Novas Descobertas na Serra do Espinhaço
Uma pesquisa realizada na Serra do Espinhaço, em Minas Gerais, trouxe à luz a presença de 18 espécies de anuros, incluindo sapos, rãs e pererecas, em ambientes cavernícolas. Este estudo, que se concentrou principalmente no Parque Estadual do Itacolomi e no Monumento Natural Estadual da Serra da Piedade — ambas Unidades de Conservação (UCs) sob a administração do Instituto Florestal Estadual (IEF) — promete ampliar nossa compreensão sobre a biodiversidade local.
O projeto, intitulado “Ecologia de Vertebrados Associados a Cavernas do Espinhaço Meridional”, abrange também unidades de conservação federais, como os Parques Nacionais da Serra do Gandarela, da Serra do Cipó e das Sempre-Vivas, além da Área de Proteção Ambiental Morro da Pedreira. Essa abrangência demonstra a importância das cavernas como habitat para diversas espécies e seu papel ecossistêmico.
Reprodução em Ambientes Inusitados
Entre as descobertas mais significativas do estudo, destaca-se a observação de girinos e adultos em cavernas que possuem corpos d’água, o que indica a possibilidade de reprodução nesses locais. Espécies como Bokermannohyla martinsi, B. alvarengai, B. nanuzae e B. saxicola foram identificadas nesse contexto. Materiais coletados revelaram que girinos, machos e fêmeas vocalizando se mostraram ativos em praticamente todas as estações do ano, reforçando a hipótese de reprodução cavernícola.
De acordo com Maurício Andrade, analista ambiental do Centro Nacional de Pesquisa e Conservação de Cavernas (Cecav) do Instituto Chico Mendes de Conservação da Biodiversidade (ICMBio) e coordenador do projeto, a confirmação da reprodução se deu pela constatação de que não havia cursos d’água superficiais a montante das cavernas estudadas. “Isso indica que não havia possibilidade de carreamento de girinos para o interior das cavernas, comprovando que algumas dessas espécies efetivamente se reproduzem nesses ambientes”, explica Andrade.

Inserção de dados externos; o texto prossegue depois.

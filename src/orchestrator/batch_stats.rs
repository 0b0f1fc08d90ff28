//! 批量统计 - 编排层
//!
//! 按 provider 汇总解析成功/失败次数，并累计费用

use anyhow::Result;
use std::collections::BTreeMap;
use std::fs::OpenOptions;
use std::io::Write;
use std::path::Path;
use tracing::info;

use crate::models::Provider;
use crate::services::CostService;
use crate::workflow::ComparisonOutcome;

/// 单个文档的对比摘要
#[derive(Debug, Clone, PartialEq)]
pub struct DocumentReport {
    pub succeeded: Vec<Provider>,
    pub failed: Vec<Provider>,
    pub total_usd: f64,
    pub estimated: bool,
}

impl DocumentReport {
    pub fn from_outcome(outcome: &ComparisonOutcome) -> Self {
        let mut succeeded = Vec::new();
        let mut failed = Vec::new();
        for p in &outcome.providers {
            if p.result.is_ok() {
                succeeded.push(p.provider);
            } else {
                failed.push(p.provider);
            }
        }
        Self {
            succeeded,
            failed,
            total_usd: outcome.cost.costs().total_usd,
            estimated: outcome.cost.is_estimated(),
        }
    }

    /// 至少一个 provider 成功即视为文档成功
    pub fn is_success(&self) -> bool {
        !self.succeeded.is_empty()
    }
}

/// 单个 provider 的解析次数
#[derive(Debug, Default, Clone, Copy, PartialEq, Eq)]
pub struct ProviderTally {
    pub success: usize,
    pub failed: usize,
}

impl ProviderTally {
    pub fn total(&self) -> usize {
        self.success + self.failed
    }

    pub fn success_rate(&self) -> f64 {
        if self.total() == 0 {
            0.0
        } else {
            self.success as f64 / self.total() as f64
        }
    }
}

/// 处理统计（整次运行或单个批次）
#[derive(Debug, Default, Clone, PartialEq)]
pub struct ProcessingStats {
    /// 文档数
    pub success: usize,
    pub failed: usize,
    pub total: usize,
    pub providers: BTreeMap<Provider, ProviderTally>,
    pub total_usd: f64,
    /// 费用为离线估算的文档数
    pub estimated_documents: usize,
}

impl ProcessingStats {
    pub fn with_total(total: usize) -> Self {
        Self {
            total,
            ..Default::default()
        }
    }

    /// 记录一个完成对比的文档
    pub fn record(&mut self, report: &DocumentReport) {
        if report.is_success() {
            self.success += 1;
        } else {
            self.failed += 1;
        }
        for provider in &report.succeeded {
            self.providers.entry(*provider).or_default().success += 1;
        }
        for provider in &report.failed {
            self.providers.entry(*provider).or_default().failed += 1;
        }
        self.total_usd += report.total_usd;
        if report.estimated {
            self.estimated_documents += 1;
        }
    }

    /// 记录一个未能完成对比的文档（上传失败、任务崩溃等）
    pub fn record_error(&mut self) {
        self.failed += 1;
    }

    pub fn merge(&mut self, other: &ProcessingStats) {
        self.success += other.success;
        self.failed += other.failed;
        for (provider, tally) in &other.providers {
            let entry = self.providers.entry(*provider).or_default();
            entry.success += tally.success;
            entry.failed += tally.failed;
        }
        self.total_usd += other.total_usd;
        self.estimated_documents += other.estimated_documents;
    }

    /// 每个 provider 一行，最后一行为费用合计
    pub fn summary_lines(&self) -> Vec<String> {
        let cost = CostService::new();
        let mut lines: Vec<String> = self
            .providers
            .iter()
            .map(|(provider, tally)| {
                format!(
                    "{:<10} 成功 {}/{} ({:.0}%)",
                    provider.display_name(),
                    tally.success,
                    tally.total(),
                    tally.success_rate() * 100.0
                )
            })
            .collect();
        let mut total = format!("费用合计 {}", cost.format_usd(self.total_usd));
        if self.estimated_documents > 0 {
            total.push_str(&format!(" (其中 {} 个文档为估算)", self.estimated_documents));
        }
        lines.push(total);
        lines
    }

    /// 输出批次统计
    pub fn log_batch(&self, batch_num: usize, total_batches: usize) {
        info!("\n{}", "─".repeat(60));
        info!(
            "✓ 第 {}/{} 批完成: 文档成功 {}/{}",
            batch_num,
            total_batches,
            self.success,
            self.success + self.failed
        );
        for line in self.summary_lines() {
            info!("  {}", line);
        }
        info!("{}", "─".repeat(60));
    }

    /// 输出最终统计
    pub fn log_final(&self, log_file: &Path) {
        info!("\n{}", "=".repeat(60));
        info!("📊 批量对比完成");
        info!("{}", "=".repeat(60));
        info!("✅ 文档成功: {}/{}", self.success, self.total);
        info!("❌ 文档失败: {}", self.failed);
        for line in self.summary_lines() {
            info!("📈 {}", line);
        }
        info!("{}", "=".repeat(60));
        info!("\n日志已保存至: {}", log_file.display());
    }

    /// 把最终统计追加到运行日志
    pub fn append_to_log(&self, log_file: &Path) -> Result<()> {
        let mut file = OpenOptions::new().create(true).append(true).open(log_file)?;
        let mut block = format!(
            "\n{}\n完成 - {} | 文档成功 {}/{}\n",
            "=".repeat(60),
            chrono::Local::now().format("%Y-%m-%d %H:%M:%S"),
            self.success,
            self.total
        );
        for line in self.summary_lines() {
            block.push_str(&line);
            block.push('\n');
        }
        file.write_all(block.as_bytes())?;
        Ok(())
    }
}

Características das Cavernas e Proteção das Espécies
Enquanto estudos anteriores já haviam identificado o uso sazonal das cavernas ferruginosas por Bokermannohyla martinsi no Parque Nacional da Serra do Gandarela como uma estratégia de proteção contra adversidades climáticas, as cavernas quartzíticas do Parque Estadual do Itacolomi se mostraram mais propícias à reprodução das espécies encontradas. Essas descobertas abrem espaço para novas pesquisas sobre como diferentes condições ambientais impactam as espécies de anuros.
Ambiente Subterrâneo e Biodiversidade
Embora os morcegos sejam tradicionalmente os vertebrados mais associados às cavernas, o estudo revelou a presença de outras espécies de aves e répteis que também utilizam esses ambientes. Ao todo, foram registradas oito espécies de aves, duas de lagartos, duas de serpentes e uma lagartixa. Entre as aves, o tapaculo-serrano (Scytalopus petrophilus) se destaca como uma das descobertas relevantes.
A importância da Pesquisa e Conservação
Pesquisas ecológicas e comportamentais em ambientes subterrâneos ainda estão em fase inicial, mas são essenciais para entender o papel das cavernas na vida dos vertebrados e na história natural das espécies. Além disso, esses estudos ajudam na elaboração de estratégias de proteção mais efetivas tanto para as espécies quanto para os ambientes cavernícolas que habitam.
Para realizar pesquisas em Unidades de Conservação, é imprescindível obter autorização prévia do órgão gestor. Edmar Monteiro Silva, gerente de Criação e Manejo de Unidades de Conservação do IEF, ressalta que esse procedimento é crucial para assegurar que os estudos sejam realizados de forma responsável e alinhada aos objetivos de conservação. “A anuência permite que o órgão acompanhe e avalie as atividades em andamento, garantindo conformidade com as normas ambientais e contribuindo diretamente para a gestão das Unidades de Conservação”, conclui Silva.